35. Contradictory results existed regarding injection of the embryo culture medium intrauterine prior to embryo transfer, ranging from a significant increase in success rate to no effect at all . (evidence level: Ib).
36. Removal of cervical mucus prior to embryo transfer significantly improves clinical pregnancy rate. However if cervical mucus was left in place the procedure was much easier. (evidence level: Ib).
37. No definite conclusion about the significance of Acupuncture on the day of embryo transfer could be reached due to the heterogeneity and differences in the methodology of available studies. (evidence level: Ib).
38. The presence of vaginal–cervical microbial contamination by Entrobacteriaceae and Staphylococcus at the time of embryo transfer is associated with significantly decreased pregnancy rates. (evidence level: IIa).
39. Although Co-amoxiclav reduces embryo transfer catheter bacterial contamination, this is not translated into better clinically relevant outcomes (evidence level: Ib). Further well designed studies are needed to evaluate the routine use of antibiotics at embryo transfer.
40. No definite conclusion could be reached regarding the use of 17-HPC before ET due to lack of sufficient number of studies.
41. No definite conclusion could be reached regarding the administration of piroxicam before embryo transfer in patients receiving adequate doses of progesterone for luteal phase supplementation after IVF or ICSI due to lack of sufficient number of studies.
42. The use of hypnosis during ET may significantly improve the IVF/ET cycle outcome in terms of increased implantation and clinical pregnancy rates.(evidence level: IIb). However more studies are needed to confirm these results and to standardize the procedure.
43. The oral use of low-dose aspirin therapy, when started concomitantly with controlled ovarian stimulation, did not affect UtA vascular impedance on the day of embryo transfer. However, the incidence of non-optimal uterine haemodynamics was significantly lower.(evidence level: Ib). However more studies are needed to reach a definite conclusion.
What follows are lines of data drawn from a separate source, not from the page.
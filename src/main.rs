use std::sync::Arc;
use std::time::Duration;

use chrono::Utc;
use tracing_subscriber::EnvFilter;

use intake::config::AppConfig;
use intake::handlers;
use intake::services::forms::FormStore;
use intake::services::messaging::log::LogMessagingProvider;
use intake::services::messaging::twilio::TwilioSmsProvider;
use intake::services::messaging::MessagingProvider;
use intake::services::registry::SchedulerRegistry;
use intake::state::AppState;

#[tokio::main]
async fn main() -> anyhow::Result<()> {
    let _ = dotenvy::dotenv();

    tracing_subscriber::fmt()
        .with_env_filter(EnvFilter::try_from_default_env().unwrap_or_else(|_| "info".into()))
        .init();

    let config = AppConfig::from_env();
    let catalog = config.load_catalog()?;
    tracing::info!(slots = catalog.slots().len(), "appointment catalog loaded");

    let messaging: Box<dyn MessagingProvider> = if config.twilio_configured() {
        tracing::info!(from = %config.twilio_phone_number, "sending confirmation texts through Twilio");
        Box::new(TwilioSmsProvider::new(
            config.twilio_account_sid.clone(),
            config.twilio_auth_token.clone(),
            config.twilio_phone_number.clone(),
        ))
    } else {
        tracing::warn!("Twilio not configured, confirmation texts will only be logged");
        Box::new(LogMessagingProvider)
    };

    let state = Arc::new(AppState {
        config: config.clone(),
        messaging,
        registry: SchedulerRegistry::new(),
        forms: FormStore::new(chrono::Duration::minutes(config.form_ttl_minutes)),
        catalog,
    });

    let sweeper = Arc::clone(&state);
    tokio::spawn(async move {
        let mut interval = tokio::time::interval(Duration::from_secs(60));
        loop {
            interval.tick().await;
            match sweeper.forms.sweep_expired(Utc::now().naive_utc()) {
                Ok(expired) if expired.is_empty() => {}
                Ok(expired) => {
                    for id in &expired {
                        let _ = sweeper.registry.forget(*id);
                    }
                    tracing::info!(count = expired.len(), "expired idle forms");
                }
                Err(e) => tracing::error!(error = %e, "form sweep failed"),
            }
        }
    });

    let app = handlers::router(state);

    let addr = format!("0.0.0.0:{}", config.port);
    tracing::info!("starting server on {addr}");

    let listener = tokio::net::TcpListener::bind(&addr).await?;
    axum::serve(listener, app).await?;

    Ok(())
}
44. The use of oxytocin antagonist drug Atosiban increases the Implantation rate and pregnancy rate and decreases the miscarriage rate and may constitute a new treatment opportunity In embryo-transfer procedures. (evidence level: Ib). However more studies are needed to reach a definite conclusion.
45. There is insufficient evidence to suggest that the fluid-only method is superior to the use of air brackets during embryo loading. There is a need for well-designed and powered randomized trials to determine any possible benefit to either method. (evidence level: Ia).
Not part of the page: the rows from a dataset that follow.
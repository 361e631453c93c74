use std::collections::HashSet;

use serde::{Deserialize, Serialize};

use super::field::Field;

#[derive(Debug, Clone, PartialEq, Serialize, Deserialize)]
pub struct AppointmentSlot {
    pub appointment_number: String,
    pub appointment_id: String,
    pub appointment_physician_id: String,
    pub appointment_physician_name: String,
    pub appointment_time: String,
    pub appointment_address: String,
}

impl AppointmentSlot {
    pub fn autofill_pairs(&self) -> [(Field, &str); 6] {
        [
            (Field::AppointmentNumber, self.appointment_number.as_str()),
            (Field::AppointmentId, self.appointment_id.as_str()),
            (Field::AppointmentPhysicianId, self.appointment_physician_id.as_str()),
            (Field::AppointmentPhysicianName, self.appointment_physician_name.as_str()),
            (Field::AppointmentTime, self.appointment_time.as_str()),
            (Field::AppointmentAddress, self.appointment_address.as_str()),
        ]
    }
}

#[derive(Debug, Clone, Serialize, Deserialize)]
pub struct Catalog {
    pub slots: Vec<AppointmentSlot>,
}

impl Catalog {
    pub fn default_clinic() -> Self {
        let slot = |number: &str, id: &str, time: &str| AppointmentSlot {
            appointment_number: number.to_string(),
            appointment_id: id.to_string(),
            appointment_physician_id: "phys_id_124512".to_string(),
            appointment_physician_name: "Dr. Nickel Baker".to_string(),
            appointment_time: time.to_string(),
            appointment_address: "123 St Clinic, 123 123 St".to_string(),
        };
        Self {
            slots: vec![
                slot("1", "appt_id_155121", "2:00 PM Saturday July 20"),
                slot("2", "appt_id_128841", "3:00 PM Saturday July 20"),
                slot("3", "appt_id_166341", "4:00 PM Saturday July 20"),
            ],
        }
    }

    pub fn from_json(s: &str) -> anyhow::Result<Self> {
        let catalog: Catalog = serde_json::from_str(s)?;
        let mut seen = HashSet::new();
        for slot in &catalog.slots {
            if slot.appointment_id.trim().is_empty() {
                anyhow::bail!("appointment slot {} has an empty appointment_id", slot.appointment_number);
            }
            if !seen.insert(slot.appointment_id.as_str()) {
                anyhow::bail!("duplicate appointment_id: {}", slot.appointment_id);
            }
        }
        Ok(catalog)
    }

    pub fn slots(&self) -> &[AppointmentSlot] {
        &self.slots
    }

    pub fn find(&self, appointment_id: &str) -> Option<&AppointmentSlot> {
        self.slots.iter().find(|s| s.appointment_id == appointment_id)
    }
}

impl Default for Catalog {
    fn default() -> Self {
        Self::default_clinic()
    }
}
46. Available evidence does not support the presence of any beneficial effect of bed rest following embryo transfer on the outcome of IVF/ICSI procedure. (evidence level: Ib).
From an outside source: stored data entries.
//! Statelang Dataflow
//!
//! Computes what a state sees and what it hands on.
//!
//! ```text
//! raw input ──InputPath──> filtered ──Parameters──> effective input ──> task
//!
//! task result ──ResultPath──> merged into state input ──OutputPath──> effective output
//! ```
//!
//! Every operation takes and returns JSON text, is synchronous, and touches
//! nothing outside the documents it is given. Errors come in two kinds, see
//! [`ErrorKind`]: definition problems (`InvalidPath`) and processing problems
//! (`Generic`). What to do with them is the caller's decision.
//!
//! # Usage
//!
//! ```ignore
//! use statelang_dataflow::DataFlow;
//!
//! let flow = DataFlow::new();
//! let input = flow.effective_input(raw, "$.order", r#"{"id.$": "$.orderId"}"#)?;
//! let output = flow.effective_output(raw, result, "$.taskresult", "$")?;
//! ```

mod dataflow;
mod document;
mod error;
mod input;
mod merge;
mod output;
mod parameters;

pub use dataflow::DataFlow;
pub use error::{DataFlowError, ErrorKind};
pub use input::effective_input;
pub use merge::set_at_pointer;
pub use output::{effective_output, merge_result};
pub use parameters::resolve_parameters;

/// Returned whenever a path field is empty and the document is discarded.
pub const EMPTY_DOCUMENT: &str = "{}";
47. The timing of a mock embryo transfer does not affect in vitro fertilization implantation or pregnancy rates. (evidence level: IIa). However more studies are needed to reach a definite conclusion.
48. The timing of embryo transfer catheter removal after deposition of embryos does not seem to affect pregnancy rates in IVF cycles. yet patients in whom the first ART cycle was unsuccessful after immediate transfer may benefit from delayed transfer catheter removal in the subsequent cycle. (evidence level: IIb). However more studies are needed to reach a definite conclusion.